- **Exercise input**:
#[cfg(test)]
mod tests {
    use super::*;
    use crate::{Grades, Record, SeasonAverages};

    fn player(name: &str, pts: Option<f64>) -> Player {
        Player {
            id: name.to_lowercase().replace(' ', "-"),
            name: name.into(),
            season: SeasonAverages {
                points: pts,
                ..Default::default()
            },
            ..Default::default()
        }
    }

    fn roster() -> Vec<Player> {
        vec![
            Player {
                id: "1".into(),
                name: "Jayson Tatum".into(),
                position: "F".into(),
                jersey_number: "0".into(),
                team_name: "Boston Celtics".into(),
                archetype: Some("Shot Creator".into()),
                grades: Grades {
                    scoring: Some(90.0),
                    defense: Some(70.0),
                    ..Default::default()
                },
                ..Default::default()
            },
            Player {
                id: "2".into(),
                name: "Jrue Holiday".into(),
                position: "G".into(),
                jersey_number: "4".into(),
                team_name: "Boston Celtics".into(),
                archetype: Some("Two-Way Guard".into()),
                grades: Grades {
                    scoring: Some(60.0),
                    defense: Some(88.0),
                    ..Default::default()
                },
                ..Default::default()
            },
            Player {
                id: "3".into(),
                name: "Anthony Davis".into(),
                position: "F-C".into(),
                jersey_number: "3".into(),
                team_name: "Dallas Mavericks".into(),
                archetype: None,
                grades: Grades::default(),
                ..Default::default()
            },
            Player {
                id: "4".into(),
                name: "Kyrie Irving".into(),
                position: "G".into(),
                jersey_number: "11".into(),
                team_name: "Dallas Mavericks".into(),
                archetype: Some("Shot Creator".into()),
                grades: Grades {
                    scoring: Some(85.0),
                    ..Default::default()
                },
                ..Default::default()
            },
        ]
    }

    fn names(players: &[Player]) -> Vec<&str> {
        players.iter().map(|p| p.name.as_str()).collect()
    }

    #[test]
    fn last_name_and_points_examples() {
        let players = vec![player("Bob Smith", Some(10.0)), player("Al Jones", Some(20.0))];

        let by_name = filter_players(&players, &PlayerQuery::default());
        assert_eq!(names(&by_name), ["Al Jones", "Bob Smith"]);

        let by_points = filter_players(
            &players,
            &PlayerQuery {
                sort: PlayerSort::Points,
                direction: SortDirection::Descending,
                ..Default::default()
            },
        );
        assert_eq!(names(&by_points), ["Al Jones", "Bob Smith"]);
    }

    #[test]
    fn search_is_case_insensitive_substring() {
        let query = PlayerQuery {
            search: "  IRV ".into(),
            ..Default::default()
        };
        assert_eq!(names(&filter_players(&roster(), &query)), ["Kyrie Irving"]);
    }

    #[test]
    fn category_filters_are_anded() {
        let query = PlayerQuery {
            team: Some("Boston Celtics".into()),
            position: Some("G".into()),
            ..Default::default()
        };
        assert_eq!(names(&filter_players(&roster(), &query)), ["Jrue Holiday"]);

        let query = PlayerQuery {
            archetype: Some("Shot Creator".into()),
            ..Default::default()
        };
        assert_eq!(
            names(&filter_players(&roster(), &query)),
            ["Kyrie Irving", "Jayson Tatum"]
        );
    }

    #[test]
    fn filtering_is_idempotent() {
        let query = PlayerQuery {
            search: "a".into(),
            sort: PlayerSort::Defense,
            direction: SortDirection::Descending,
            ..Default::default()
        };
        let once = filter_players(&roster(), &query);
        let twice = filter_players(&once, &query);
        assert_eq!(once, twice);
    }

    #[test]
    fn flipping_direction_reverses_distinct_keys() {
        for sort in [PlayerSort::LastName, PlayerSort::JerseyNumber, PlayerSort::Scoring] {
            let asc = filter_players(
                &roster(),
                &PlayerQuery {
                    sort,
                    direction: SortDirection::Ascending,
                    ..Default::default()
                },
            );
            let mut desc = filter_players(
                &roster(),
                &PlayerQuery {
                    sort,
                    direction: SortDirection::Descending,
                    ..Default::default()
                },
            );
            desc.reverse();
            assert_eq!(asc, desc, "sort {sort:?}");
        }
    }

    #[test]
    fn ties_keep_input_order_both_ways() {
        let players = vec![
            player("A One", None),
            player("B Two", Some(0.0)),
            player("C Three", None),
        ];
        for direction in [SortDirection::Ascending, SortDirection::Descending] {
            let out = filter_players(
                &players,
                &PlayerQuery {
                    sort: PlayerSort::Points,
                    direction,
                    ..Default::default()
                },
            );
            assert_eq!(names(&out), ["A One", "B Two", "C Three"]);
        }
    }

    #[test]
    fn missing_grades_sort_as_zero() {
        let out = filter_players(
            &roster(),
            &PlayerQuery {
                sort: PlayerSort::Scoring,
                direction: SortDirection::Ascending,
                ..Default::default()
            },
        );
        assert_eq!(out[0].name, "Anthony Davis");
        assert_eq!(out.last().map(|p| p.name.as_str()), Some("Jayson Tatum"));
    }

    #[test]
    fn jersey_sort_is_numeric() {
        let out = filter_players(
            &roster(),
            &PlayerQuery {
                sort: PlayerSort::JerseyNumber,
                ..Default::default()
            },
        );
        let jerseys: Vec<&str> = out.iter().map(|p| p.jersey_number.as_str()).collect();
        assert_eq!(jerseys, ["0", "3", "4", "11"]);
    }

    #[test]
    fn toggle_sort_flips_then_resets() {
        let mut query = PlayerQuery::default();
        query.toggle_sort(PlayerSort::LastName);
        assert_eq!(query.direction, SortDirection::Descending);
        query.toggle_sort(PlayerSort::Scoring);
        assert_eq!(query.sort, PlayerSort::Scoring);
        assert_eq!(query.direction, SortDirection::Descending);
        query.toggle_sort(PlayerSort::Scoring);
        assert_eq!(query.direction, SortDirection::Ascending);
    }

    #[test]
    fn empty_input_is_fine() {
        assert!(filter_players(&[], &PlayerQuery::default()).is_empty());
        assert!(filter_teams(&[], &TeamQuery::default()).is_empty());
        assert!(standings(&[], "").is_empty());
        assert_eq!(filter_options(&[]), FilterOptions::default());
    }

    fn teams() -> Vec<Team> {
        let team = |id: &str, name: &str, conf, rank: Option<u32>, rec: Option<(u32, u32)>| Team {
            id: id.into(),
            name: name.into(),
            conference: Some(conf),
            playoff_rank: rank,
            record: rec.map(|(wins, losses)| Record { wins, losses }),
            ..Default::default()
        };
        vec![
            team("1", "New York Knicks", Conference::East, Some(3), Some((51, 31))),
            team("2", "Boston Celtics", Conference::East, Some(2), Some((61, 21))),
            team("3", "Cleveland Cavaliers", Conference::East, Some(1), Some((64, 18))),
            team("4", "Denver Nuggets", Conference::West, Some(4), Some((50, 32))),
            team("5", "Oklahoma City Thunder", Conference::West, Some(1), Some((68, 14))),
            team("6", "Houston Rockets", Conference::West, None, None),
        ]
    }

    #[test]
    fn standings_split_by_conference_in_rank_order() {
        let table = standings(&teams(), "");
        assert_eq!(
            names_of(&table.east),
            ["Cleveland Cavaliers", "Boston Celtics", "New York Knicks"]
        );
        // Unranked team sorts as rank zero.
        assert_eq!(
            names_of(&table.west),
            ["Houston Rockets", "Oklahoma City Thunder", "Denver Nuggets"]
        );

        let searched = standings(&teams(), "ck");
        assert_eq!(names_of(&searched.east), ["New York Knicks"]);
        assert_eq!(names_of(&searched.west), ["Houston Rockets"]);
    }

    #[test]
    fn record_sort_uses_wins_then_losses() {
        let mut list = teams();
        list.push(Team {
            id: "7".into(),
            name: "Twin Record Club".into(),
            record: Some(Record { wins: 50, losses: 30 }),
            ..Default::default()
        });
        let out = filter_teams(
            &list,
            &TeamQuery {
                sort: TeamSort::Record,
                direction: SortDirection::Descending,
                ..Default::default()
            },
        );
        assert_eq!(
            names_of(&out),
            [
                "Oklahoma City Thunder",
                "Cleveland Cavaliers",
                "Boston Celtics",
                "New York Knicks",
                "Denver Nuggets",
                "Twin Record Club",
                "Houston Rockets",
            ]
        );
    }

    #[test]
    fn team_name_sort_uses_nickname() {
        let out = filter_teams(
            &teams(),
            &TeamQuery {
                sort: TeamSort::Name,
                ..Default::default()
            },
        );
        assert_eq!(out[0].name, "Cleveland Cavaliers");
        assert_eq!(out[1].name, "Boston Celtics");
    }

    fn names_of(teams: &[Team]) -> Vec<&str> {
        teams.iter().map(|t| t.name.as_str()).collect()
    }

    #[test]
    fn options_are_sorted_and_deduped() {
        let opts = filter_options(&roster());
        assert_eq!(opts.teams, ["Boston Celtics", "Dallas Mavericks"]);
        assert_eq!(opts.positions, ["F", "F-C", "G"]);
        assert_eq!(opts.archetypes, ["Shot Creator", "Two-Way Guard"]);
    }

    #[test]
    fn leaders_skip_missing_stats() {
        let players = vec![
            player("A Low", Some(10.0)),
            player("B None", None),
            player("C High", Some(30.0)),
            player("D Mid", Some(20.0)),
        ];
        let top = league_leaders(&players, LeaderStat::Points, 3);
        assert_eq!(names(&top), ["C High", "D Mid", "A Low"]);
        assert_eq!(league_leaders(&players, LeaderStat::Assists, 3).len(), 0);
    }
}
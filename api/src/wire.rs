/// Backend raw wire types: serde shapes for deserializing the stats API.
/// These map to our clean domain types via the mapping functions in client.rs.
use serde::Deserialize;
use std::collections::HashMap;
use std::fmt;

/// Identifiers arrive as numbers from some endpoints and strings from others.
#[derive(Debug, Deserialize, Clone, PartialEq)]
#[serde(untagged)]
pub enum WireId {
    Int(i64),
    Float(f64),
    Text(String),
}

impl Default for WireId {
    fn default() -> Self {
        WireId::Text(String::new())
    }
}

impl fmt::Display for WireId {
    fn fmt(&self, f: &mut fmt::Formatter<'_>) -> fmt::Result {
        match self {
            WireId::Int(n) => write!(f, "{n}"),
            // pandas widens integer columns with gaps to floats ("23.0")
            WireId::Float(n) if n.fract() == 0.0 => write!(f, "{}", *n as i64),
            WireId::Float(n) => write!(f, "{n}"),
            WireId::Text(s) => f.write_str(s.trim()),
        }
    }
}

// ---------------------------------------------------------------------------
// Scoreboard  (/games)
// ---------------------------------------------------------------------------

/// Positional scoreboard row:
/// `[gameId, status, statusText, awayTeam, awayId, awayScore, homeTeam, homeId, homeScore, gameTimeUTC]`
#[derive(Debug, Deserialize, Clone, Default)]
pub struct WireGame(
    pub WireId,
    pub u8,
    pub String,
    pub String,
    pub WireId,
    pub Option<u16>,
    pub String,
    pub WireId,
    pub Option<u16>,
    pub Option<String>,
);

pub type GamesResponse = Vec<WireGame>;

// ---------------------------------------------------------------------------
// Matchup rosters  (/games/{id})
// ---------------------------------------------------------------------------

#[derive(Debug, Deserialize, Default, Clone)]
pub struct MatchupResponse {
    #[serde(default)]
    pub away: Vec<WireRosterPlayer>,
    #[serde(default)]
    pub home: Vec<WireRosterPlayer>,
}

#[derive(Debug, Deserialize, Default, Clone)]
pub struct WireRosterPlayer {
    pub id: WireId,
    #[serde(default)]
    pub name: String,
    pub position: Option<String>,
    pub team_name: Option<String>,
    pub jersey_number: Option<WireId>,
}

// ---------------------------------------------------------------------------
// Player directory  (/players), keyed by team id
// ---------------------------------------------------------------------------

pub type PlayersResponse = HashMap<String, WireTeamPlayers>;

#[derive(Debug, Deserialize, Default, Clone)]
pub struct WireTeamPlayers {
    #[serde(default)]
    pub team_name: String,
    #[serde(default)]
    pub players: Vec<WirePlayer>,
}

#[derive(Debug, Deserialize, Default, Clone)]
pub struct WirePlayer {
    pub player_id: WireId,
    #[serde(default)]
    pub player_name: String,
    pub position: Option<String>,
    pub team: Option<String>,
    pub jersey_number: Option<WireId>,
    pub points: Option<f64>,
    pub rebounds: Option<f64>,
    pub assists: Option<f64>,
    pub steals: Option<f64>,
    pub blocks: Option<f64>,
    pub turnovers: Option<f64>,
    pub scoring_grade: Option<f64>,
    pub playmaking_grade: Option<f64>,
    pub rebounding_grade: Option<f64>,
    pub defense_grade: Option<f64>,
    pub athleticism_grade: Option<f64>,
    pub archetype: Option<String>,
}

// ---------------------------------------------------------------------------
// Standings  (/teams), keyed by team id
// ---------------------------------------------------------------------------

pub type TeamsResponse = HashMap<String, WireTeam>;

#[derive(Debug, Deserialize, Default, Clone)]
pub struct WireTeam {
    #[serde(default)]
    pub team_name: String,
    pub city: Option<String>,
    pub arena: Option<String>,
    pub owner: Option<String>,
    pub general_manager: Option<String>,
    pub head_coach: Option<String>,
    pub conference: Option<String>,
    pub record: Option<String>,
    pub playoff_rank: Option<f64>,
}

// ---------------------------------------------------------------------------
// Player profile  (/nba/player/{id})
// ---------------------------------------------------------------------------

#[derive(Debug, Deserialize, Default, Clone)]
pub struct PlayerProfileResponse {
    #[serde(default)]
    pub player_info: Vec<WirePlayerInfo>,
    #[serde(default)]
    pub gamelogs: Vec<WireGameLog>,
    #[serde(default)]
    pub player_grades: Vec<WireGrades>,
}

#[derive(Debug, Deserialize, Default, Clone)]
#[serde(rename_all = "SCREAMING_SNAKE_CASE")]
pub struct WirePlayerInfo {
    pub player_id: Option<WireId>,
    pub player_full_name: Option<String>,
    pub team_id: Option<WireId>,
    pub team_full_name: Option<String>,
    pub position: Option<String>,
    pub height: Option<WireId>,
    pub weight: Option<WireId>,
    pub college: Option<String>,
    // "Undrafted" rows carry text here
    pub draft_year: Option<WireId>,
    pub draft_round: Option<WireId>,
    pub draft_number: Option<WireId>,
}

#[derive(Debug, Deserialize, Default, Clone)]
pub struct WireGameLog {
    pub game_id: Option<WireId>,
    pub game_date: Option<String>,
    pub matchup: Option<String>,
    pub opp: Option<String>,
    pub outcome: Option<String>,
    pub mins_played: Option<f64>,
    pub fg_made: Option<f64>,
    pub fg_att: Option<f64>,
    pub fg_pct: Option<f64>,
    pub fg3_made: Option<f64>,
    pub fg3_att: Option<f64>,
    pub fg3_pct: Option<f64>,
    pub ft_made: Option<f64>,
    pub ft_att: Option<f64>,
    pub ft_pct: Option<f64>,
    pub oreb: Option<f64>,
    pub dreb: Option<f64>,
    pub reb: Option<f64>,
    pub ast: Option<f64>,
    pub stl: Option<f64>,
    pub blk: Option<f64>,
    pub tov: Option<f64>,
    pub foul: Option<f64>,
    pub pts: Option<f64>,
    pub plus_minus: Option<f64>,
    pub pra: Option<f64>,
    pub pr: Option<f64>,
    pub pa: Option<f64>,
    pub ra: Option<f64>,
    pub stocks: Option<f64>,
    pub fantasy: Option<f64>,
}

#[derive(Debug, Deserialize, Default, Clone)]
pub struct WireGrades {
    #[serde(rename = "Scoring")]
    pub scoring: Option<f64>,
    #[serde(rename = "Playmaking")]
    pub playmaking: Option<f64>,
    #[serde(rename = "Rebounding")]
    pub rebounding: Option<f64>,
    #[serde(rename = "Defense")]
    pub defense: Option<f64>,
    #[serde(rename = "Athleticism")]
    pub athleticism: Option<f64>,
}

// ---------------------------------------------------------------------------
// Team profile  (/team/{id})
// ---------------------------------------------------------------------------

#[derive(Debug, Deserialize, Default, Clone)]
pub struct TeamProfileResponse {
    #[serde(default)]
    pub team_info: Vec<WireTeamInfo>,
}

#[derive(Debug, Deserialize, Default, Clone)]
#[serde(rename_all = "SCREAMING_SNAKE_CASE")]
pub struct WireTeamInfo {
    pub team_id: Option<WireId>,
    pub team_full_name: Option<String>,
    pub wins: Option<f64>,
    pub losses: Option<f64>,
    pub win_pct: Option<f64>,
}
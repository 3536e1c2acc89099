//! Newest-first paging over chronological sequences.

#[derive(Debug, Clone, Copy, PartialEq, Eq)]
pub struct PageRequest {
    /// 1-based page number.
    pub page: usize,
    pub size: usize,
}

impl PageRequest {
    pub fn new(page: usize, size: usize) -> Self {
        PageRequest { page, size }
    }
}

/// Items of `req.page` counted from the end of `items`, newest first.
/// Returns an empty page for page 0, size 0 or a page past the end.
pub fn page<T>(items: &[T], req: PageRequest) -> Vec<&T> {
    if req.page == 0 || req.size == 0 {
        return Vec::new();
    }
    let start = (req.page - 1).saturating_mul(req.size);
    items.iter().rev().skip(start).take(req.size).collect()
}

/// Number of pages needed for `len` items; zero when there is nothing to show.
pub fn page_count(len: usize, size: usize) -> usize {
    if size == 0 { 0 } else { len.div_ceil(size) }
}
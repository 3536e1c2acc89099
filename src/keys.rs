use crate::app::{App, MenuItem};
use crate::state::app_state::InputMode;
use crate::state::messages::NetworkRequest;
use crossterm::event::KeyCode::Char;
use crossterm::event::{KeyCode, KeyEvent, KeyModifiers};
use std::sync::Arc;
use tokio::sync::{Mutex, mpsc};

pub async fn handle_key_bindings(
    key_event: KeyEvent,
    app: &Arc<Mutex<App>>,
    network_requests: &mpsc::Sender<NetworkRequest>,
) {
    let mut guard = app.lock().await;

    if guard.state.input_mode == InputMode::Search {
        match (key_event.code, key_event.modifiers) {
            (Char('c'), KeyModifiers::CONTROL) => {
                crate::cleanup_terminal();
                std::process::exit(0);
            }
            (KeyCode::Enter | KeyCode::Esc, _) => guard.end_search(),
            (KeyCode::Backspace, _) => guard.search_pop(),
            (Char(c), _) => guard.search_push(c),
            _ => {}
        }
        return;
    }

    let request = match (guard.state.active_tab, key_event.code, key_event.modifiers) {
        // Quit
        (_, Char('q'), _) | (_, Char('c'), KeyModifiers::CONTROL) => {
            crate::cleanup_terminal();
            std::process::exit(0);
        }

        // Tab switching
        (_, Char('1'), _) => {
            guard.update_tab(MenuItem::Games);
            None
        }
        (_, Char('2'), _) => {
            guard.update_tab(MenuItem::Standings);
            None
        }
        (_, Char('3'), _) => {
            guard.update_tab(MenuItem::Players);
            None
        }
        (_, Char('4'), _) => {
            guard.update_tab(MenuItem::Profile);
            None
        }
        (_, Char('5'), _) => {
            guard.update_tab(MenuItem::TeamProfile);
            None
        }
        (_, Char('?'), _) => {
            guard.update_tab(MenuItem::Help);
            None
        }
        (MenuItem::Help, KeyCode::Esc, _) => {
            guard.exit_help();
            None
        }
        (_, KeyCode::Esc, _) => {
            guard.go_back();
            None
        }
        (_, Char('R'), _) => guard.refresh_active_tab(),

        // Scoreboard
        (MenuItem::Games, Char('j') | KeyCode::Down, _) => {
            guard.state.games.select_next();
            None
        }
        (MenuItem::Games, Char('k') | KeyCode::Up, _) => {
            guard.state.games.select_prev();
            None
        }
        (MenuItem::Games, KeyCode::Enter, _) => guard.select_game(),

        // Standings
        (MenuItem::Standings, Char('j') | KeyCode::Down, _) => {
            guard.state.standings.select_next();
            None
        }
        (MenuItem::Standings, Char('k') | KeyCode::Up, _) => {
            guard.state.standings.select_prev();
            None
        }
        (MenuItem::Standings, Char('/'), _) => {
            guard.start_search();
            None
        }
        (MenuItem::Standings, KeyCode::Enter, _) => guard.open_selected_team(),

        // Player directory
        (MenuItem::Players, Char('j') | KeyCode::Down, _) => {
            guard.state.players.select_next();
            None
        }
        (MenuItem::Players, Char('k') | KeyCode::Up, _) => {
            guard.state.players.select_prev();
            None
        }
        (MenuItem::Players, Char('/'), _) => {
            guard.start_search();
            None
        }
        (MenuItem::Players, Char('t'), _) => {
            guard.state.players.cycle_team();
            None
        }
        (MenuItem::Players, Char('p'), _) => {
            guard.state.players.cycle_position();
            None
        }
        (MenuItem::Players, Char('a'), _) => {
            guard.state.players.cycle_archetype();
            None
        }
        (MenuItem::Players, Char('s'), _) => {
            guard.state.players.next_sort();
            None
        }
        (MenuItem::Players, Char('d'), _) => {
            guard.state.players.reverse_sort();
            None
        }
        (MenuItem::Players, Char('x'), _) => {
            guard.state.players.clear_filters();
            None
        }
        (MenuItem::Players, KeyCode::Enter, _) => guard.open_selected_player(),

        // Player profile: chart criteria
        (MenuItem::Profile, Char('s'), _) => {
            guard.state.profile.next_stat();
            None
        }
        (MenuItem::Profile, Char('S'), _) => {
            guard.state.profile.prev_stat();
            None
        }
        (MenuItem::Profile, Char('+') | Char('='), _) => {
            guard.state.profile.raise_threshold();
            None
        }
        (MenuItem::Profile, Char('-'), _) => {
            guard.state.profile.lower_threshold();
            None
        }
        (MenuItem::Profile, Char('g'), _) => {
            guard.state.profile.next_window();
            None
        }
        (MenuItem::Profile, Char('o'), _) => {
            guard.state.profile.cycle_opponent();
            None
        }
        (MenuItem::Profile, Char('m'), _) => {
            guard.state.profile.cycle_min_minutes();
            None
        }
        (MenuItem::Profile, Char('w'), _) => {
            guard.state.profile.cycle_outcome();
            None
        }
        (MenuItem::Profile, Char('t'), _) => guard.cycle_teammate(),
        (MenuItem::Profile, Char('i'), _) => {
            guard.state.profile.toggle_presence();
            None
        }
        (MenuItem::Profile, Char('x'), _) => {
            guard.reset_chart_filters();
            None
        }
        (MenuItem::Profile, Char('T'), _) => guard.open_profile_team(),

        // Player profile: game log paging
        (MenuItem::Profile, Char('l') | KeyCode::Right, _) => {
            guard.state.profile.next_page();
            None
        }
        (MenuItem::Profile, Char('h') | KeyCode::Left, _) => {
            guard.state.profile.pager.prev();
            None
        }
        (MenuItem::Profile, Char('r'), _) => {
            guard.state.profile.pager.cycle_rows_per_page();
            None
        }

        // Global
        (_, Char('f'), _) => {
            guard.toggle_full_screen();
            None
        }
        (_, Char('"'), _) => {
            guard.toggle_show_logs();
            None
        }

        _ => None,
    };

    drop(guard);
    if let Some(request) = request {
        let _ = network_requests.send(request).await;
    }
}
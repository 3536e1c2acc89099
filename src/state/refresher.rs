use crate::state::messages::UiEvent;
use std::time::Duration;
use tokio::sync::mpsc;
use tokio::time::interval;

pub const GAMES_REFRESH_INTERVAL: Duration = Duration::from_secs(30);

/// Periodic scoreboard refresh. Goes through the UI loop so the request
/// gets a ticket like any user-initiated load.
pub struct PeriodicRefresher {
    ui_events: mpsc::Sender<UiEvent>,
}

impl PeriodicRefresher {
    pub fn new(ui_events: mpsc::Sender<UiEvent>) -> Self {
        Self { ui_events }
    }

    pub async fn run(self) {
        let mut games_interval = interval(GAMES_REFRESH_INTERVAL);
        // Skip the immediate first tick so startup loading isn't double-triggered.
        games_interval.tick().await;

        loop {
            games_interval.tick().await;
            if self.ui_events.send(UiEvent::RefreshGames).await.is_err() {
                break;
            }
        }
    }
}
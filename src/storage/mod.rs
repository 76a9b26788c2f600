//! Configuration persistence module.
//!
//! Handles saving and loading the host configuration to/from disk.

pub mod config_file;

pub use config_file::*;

- **Your goal**:
Count the lines of the material that include the word "async", then report only the total.

- **Exercise answer**:
2